What you have to do
From the data below, copy each line that includes the word "begin".

Entries taken from a collection
____________________
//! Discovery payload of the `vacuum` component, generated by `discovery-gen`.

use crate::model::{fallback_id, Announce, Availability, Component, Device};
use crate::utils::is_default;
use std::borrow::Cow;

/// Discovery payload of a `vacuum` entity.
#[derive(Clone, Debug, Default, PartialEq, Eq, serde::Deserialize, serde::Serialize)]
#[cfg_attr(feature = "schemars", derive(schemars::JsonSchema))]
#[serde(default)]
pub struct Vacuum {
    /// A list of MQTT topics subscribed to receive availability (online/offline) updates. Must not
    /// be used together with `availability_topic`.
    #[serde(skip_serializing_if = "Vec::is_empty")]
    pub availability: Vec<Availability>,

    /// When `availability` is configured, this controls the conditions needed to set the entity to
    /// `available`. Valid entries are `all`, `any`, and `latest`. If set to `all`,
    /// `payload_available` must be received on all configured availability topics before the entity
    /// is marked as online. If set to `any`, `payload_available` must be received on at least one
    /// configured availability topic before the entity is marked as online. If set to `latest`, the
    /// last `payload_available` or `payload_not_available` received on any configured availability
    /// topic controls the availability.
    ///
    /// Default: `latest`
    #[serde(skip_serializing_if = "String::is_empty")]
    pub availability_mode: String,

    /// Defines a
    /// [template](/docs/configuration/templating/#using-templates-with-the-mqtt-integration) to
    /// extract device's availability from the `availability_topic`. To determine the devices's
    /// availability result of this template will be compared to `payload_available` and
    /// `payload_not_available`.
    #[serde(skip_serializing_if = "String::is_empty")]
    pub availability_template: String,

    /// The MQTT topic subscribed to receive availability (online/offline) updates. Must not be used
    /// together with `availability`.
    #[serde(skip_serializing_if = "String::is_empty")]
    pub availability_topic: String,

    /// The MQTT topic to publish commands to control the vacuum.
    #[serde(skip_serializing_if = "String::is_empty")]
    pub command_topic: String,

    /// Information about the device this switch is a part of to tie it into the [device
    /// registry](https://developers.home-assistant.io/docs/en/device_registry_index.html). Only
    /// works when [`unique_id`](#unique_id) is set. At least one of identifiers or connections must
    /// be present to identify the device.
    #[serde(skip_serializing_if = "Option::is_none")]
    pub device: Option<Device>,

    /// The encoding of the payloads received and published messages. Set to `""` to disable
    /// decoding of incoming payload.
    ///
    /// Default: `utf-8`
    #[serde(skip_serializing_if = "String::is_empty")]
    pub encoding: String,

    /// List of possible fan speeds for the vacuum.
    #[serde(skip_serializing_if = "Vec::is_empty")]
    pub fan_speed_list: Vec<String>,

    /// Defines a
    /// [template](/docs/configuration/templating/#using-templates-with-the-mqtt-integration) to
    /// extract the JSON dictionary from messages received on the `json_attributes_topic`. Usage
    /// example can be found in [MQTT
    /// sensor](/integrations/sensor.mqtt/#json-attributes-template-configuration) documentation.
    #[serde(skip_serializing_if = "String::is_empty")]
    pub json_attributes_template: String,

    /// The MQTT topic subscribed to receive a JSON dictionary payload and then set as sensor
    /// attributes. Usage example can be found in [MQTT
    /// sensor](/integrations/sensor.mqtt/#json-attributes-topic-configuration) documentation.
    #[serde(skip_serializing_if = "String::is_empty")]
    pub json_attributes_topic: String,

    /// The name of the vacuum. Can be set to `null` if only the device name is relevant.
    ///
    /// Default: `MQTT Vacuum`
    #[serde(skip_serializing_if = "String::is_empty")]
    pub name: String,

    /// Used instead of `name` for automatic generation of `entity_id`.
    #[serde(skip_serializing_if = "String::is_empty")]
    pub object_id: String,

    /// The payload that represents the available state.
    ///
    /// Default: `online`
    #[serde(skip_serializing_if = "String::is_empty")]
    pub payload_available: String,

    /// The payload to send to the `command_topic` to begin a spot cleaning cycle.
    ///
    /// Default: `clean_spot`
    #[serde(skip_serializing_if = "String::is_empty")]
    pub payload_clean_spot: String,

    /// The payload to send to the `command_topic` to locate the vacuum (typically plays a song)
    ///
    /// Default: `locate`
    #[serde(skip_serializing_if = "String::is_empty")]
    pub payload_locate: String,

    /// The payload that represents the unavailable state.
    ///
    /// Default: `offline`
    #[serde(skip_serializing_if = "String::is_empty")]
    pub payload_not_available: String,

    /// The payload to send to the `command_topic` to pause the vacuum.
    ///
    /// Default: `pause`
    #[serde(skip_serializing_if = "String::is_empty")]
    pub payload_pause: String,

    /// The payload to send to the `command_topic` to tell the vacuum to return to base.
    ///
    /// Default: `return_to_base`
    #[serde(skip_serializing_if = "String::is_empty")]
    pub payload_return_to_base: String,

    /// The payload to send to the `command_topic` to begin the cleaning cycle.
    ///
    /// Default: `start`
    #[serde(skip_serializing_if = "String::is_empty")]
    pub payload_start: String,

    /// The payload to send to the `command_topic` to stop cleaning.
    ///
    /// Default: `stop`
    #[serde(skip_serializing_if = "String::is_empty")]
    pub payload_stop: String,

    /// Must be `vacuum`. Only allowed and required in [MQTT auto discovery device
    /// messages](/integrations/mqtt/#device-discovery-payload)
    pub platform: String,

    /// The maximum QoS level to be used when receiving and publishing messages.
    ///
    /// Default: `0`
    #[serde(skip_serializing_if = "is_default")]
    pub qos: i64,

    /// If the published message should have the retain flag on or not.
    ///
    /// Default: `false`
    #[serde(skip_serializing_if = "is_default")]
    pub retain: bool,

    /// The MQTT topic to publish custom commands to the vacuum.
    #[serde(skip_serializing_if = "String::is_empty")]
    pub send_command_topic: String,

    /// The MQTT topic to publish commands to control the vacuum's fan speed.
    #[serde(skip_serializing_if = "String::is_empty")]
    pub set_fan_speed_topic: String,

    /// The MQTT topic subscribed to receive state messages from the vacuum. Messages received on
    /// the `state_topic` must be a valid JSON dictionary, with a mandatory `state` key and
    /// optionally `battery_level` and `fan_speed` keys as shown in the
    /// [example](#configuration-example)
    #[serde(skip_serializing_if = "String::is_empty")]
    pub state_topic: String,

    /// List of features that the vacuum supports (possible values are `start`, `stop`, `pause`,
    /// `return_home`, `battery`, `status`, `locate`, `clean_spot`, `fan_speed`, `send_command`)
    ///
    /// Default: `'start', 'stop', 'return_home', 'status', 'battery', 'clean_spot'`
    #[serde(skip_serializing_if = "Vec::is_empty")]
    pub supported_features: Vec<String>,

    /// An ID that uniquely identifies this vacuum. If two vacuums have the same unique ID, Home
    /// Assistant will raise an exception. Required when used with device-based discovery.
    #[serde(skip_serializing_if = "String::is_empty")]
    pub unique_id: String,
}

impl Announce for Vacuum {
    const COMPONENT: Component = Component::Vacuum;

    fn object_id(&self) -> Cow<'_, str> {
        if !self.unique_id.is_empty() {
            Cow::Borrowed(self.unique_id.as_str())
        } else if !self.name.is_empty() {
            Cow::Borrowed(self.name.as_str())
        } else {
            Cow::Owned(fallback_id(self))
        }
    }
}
____________________
The completed task
    /// The payload to send to the `command_topic` to begin a spot cleaning cycle.
    /// The payload to send to the `command_topic` to begin the cleaning cycle.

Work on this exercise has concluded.